02 January 2010

Bringing in the new year with some sci-fi (2)

The other sci-fi that I watched on New Year's Day (via iPlayer) was the last 5 episodes of series 1 of Defying Gravity, which were excellent - making it all the more frustrating that the show has been cancelled. I'll elaborate on this a bit as it's an object lesson - both about the way the US TV industry works and in how NOT to write a long-running TV series.

Most readers will not be familiar with Defying Gravity as it has received bugger all publicity either in the UK (where it aired on BBC2) or in the US (where the final five episodes weren't even shown AFAIK). So some explanation of the genesis of the series is in order. A few years ago there was a documentary called Voyage to the Planets which presented a dramatisation of a tour of the planets Venus, Mars, (the moons of) Jupiter, (the rings of Saturn) and Pluto. [Before someone pulls me up on this I'll say that the series would now have to have been called "Voyage to the planets and a dwarf planet", but we'll let that slide.]

The idea for Defying Gravity came about when series creator James Parriott realised that Voyage to the Planets would be an excellent concept to base a sci-fi drama around. He duly sketched out the first three seasons for a planned six-season story arc and secured funding from an international consortium of TV production companies including the BBC. ABC picked up the series for transmission in the US.

Defying Gravity premiered on the BBC in October with less than a bang - if I hadn't stumbled across the second episode while flicking through channels I wouldn't have known about it. The lack of publicity for the series seems baffling given the amount it presumably cost - hardware-based sci-fi is not cheap, so why the hell spend all that money and let the show slip under the radar? Viewing figures were crap, and so, like so many promising shows, DG was cancelled at the first opportunity.

Looking back at the first half of the season I can understand, frankly, why most people who did manage to find the show couldn't be bothered tuning in again. Until about episode seven, almost nothing of consequence happens. There are occasional references to a thing called "Beta" which appears to be altering crew-members' physiology and giving them hallucinations, but the pace of the show is glacial at this point. Huge portions of each episode's 45 minute running time are devoted to flashbacks of the astronauts' training programme, which are often enlightening but take a LOOONNGG time and break up the narrative. And the main character is named after a kebab. I was really marginal about watching further episodes after about episode three - and I like sci-fi. Your average punter would have just given up, believe me.

Which is a pity, because after episode seven the series takes a huge upward turn in quality. The episode eight (just after mid-season?) cliffhanger is superb, and episodes nine to thirteen (transmitted by the BBC in the space of about a week, in a desperate attempt to get them out of the way before Xmas) are much, much better than the earlier stuff. But by then it was all too late.

I think the production team shot themselves in the foot hugely by making the first half of season one so boring. Clearly the long-term game plan was for six seasons, visiting one planet per season. But they would have been much better to make the Venus landing the mid-season cliffhanger and then go off to Mars (or wherever the next destination was) in the second half of season one. This would have made the whole thing much more pacey and they could have planned for three or four seasons in total. I think there's a chance they'd still be a going concern if they'd done that.

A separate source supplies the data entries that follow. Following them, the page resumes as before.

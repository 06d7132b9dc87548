//! Display Formatters
//!
//! en-US formatting for dates, currency and phone numbers, plus the input
//! validators used before writes. All functions are pure.

use std::sync::OnceLock;

use chrono::{DateTime, NaiveDate, NaiveDateTime};
use regex::Regex;
use serde_json::Value;

/// Returned for missing or zero amounts
pub const EMPTY_CURRENCY: &str = "$0.00";

/// Parse the date and datetime shapes the backend emits.
///
/// Timestamps keep their own wall-clock time; no conversion to local time happens.
fn parse_timestamp(input: &str) -> Option<NaiveDateTime> {
    if let Ok(dt) = DateTime::parse_from_rfc3339(input) {
        return Some(dt.naive_local());
    }
    for pattern in ["%Y-%m-%dT%H:%M:%S%.f", "%Y-%m-%dT%H:%M", "%Y-%m-%d %H:%M:%S"] {
        if let Ok(dt) = NaiveDateTime::parse_from_str(input, pattern) {
            return Some(dt);
        }
    }
    NaiveDate::parse_from_str(input, "%Y-%m-%d")
        .ok()
        .and_then(|date| date.and_hms_opt(0, 0, 0))
}

/// `2024-01-05` -> `Jan 5, 2024`. Empty input gives `""`; unparseable input is returned as is.
pub fn format_date(input: Option<&str>) -> String {
    match input.map(str::trim) {
        None | Some("") => String::new(),
        Some(raw) => parse_timestamp(raw)
            .map(|dt| dt.format("%b %-d, %Y").to_string())
            .unwrap_or_else(|| raw.to_string()),
    }
}

/// `2024-01-05T14:30:00Z` -> `Jan 5, 2024, 02:30 PM`.
pub fn format_datetime(input: Option<&str>) -> String {
    match input.map(str::trim) {
        None | Some("") => String::new(),
        Some(raw) => parse_timestamp(raw)
            .map(|dt| dt.format("%b %-d, %Y, %I:%M %p").to_string())
            .unwrap_or_else(|| raw.to_string()),
    }
}

/// USD with thousands separators; `None`, zero and non-finite values give `$0.00`.
pub fn format_currency(amount: Option<f64>) -> String {
    let amount = match amount {
        Some(v) if v.is_finite() && v != 0.0 => v,
        _ => return EMPTY_CURRENCY.to_string(),
    };

    let fixed = format!("{:.2}", amount.abs());
    let (whole, cents) = fixed.split_once('.').unwrap_or((fixed.as_str(), "00"));

    let mut grouped = String::with_capacity(whole.len() + whole.len() / 3);
    for (i, digit) in whole.chars().enumerate() {
        if i > 0 && (whole.len() - i) % 3 == 0 {
            grouped.push(',');
        }
        grouped.push(digit);
    }

    // -0.001 rounds to 0.00 and must not keep its sign
    let sign = if amount < 0.0 && fixed != "0.00" { "-" } else { "" };
    format!("{}${}.{}", sign, grouped, cents)
}

/// Currency from a JSON value; DRF sends decimals as strings (`"150.00"`).
pub fn format_currency_value(value: Option<&Value>) -> String {
    let amount = match value {
        Some(Value::Number(n)) => n.as_f64(),
        Some(Value::String(s)) => parse_currency(s),
        _ => None,
    };
    format_currency(amount)
}

/// Read back an amount, accepting formatted output (`-$1,234.50`).
pub fn parse_currency(input: &str) -> Option<f64> {
    let cleaned: String = input.chars().filter(|c| !matches!(c, '$' | ',' | ' ')).collect();
    if cleaned.is_empty() {
        return None;
    }
    cleaned.parse::<f64>().ok()
}

/// `5551234567` -> `(555) 123-4567`, `15551234567` -> `+1 (555) 123-4567`; other lengths unchanged.
pub fn format_phone(input: Option<&str>) -> String {
    let raw = match input {
        None | Some("") => return String::new(),
        Some(raw) => raw,
    };
    let digits: String = raw.chars().filter(char::is_ascii_digit).collect();

    match digits.len() {
        10 => format!("({}) {}-{}", &digits[..3], &digits[3..6], &digits[6..]),
        11 if digits.starts_with('1') => format!("+1 ({}) {}-{}", &digits[1..4], &digits[4..7], &digits[7..]),
        _ => raw.to_string(),
    }
}

pub fn is_valid_email(email: &str) -> bool {
    static EMAIL: OnceLock<Regex> = OnceLock::new();
    EMAIL
        .get_or_init(|| Regex::new(r"^[^\s@]+@[^\s@]+\.[^\s@]+$").expect("email pattern is valid"))
        .is_match(email)
}

/// Checks the digits of `phone` only, so punctuation is tolerated.
pub fn is_valid_phone(phone: &str) -> bool {
    static PHONE: OnceLock<Regex> = OnceLock::new();
    let digits: String = phone.chars().filter(char::is_ascii_digit).collect();
    PHONE
        .get_or_init(|| Regex::new(r"^\+?1?\d{9,15}$").expect("phone pattern is valid"))
        .is_match(&digits)
}
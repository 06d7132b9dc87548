#![allow(warnings)]
//! Hospital Management Frontend Entry Point

mod config;
mod logger;
mod transport;
mod context;
mod store;
mod components;
mod app;

use app::App;
use leptos::prelude::*;

fn main() {
    console_error_panic_hook::set_once();

    let loaded = config::load();
    let config = loaded.clone().unwrap_or_default();
    logger::init(&config.log_level);
    if let Err(e) = &loaded {
        log::warn!("[APP] ignoring HMS_CONFIG: {}", e);
    }
    log::info!("[APP] starting, api at {}", config.client.base_url);

    mount_to_body(move || view! { <App config=config /> });
}
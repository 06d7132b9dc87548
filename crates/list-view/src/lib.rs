//! List-View Core
//!
//! Platform-independent pieces of the HMS front end:
//! - client: JSON REST client over an injected transport
//! - query: list queries and paged results
//! - format / table / form: pure presentation helpers producing view-models
//! - surface: the output seam a renderer implements
//! - controller: the per-resource list-view state machine
//! - resources: patients, staff, appointments and invoices bindings

pub mod client;
pub mod controller;
pub mod form;
pub mod format;
pub mod query;
pub mod resource;
pub mod resources;
pub mod surface;
pub mod table;

#[cfg(test)]
pub(crate) mod testing;

pub use client::{ApiClient, ApiError, ClientConfig, HttpRequest, HttpResponse, HttpTransport, Method, OperationResult};
pub use controller::{ListPhase, ListViewController};
pub use form::{FieldKind, FieldSpec, FieldValue, FieldValues, FormField, FormMode, FormState, FormView};
pub use query::{ListQuery, PagedResult, RecordId};
pub use resource::{ExtraAction, QuickFilter, Resource};
pub use surface::{ConfirmPrompt, DetailField, DetailView, Notice, NoticeKind, ViewSurface};
pub use table::{ActionKind, Cell, Column, ColumnType, PageLink, PaginationView, RowAction, RowView, TableView, Tone};
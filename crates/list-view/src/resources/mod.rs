//! Resource Bindings
//!
//! One binding per backend collection, organized by domain.

mod appointments;
mod invoices;
mod patients;
mod staff;

pub use appointments::{Appointment, Appointments, PersonRef};
pub use invoices::{Invoice, Invoices};
pub use patients::{Patient, Patients};
pub use staff::{Staff, StaffMembers};

use serde_json::Value;

use crate::surface::DetailField;
use crate::table::{format_cell, lookup, Cell, ColumnType};

/// Detail row formatted like a table cell.
pub(crate) fn detail_field(record: &Value, key: &str, label: &'static str, kind: ColumnType) -> DetailField {
    DetailField { label, value: format_cell(lookup(record, key), kind) }
}

pub(crate) fn text_field(label: &'static str, text: impl Into<String>) -> DetailField {
    let text = text.into();
    DetailField {
        label,
        value: Cell::Text(if text.is_empty() { "-".to_string() } else { text }),
    }
}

So that's that for Defying Gravity: gravity maybe, but not cancellation. Ho ho ho. One last thing though: guys, if you are ever making a sci-fi series set in the not too distant future again, unless someone has managed to change the speed of light there should be a communications gap of a few minutes between Earth and Venus. Which means that instantaneous telephone-style conversations between mission control and the ship are a no-no. Stanley Kubrick realised this in 2001 but it seems to have been forgotten either by the DG production team, or by TV executives who insisted on disregarding the laws of physics for the sake of drama. Which is a real shame. By messing up such a basic scientific point you almost feel that the show deserved to go down the plughole.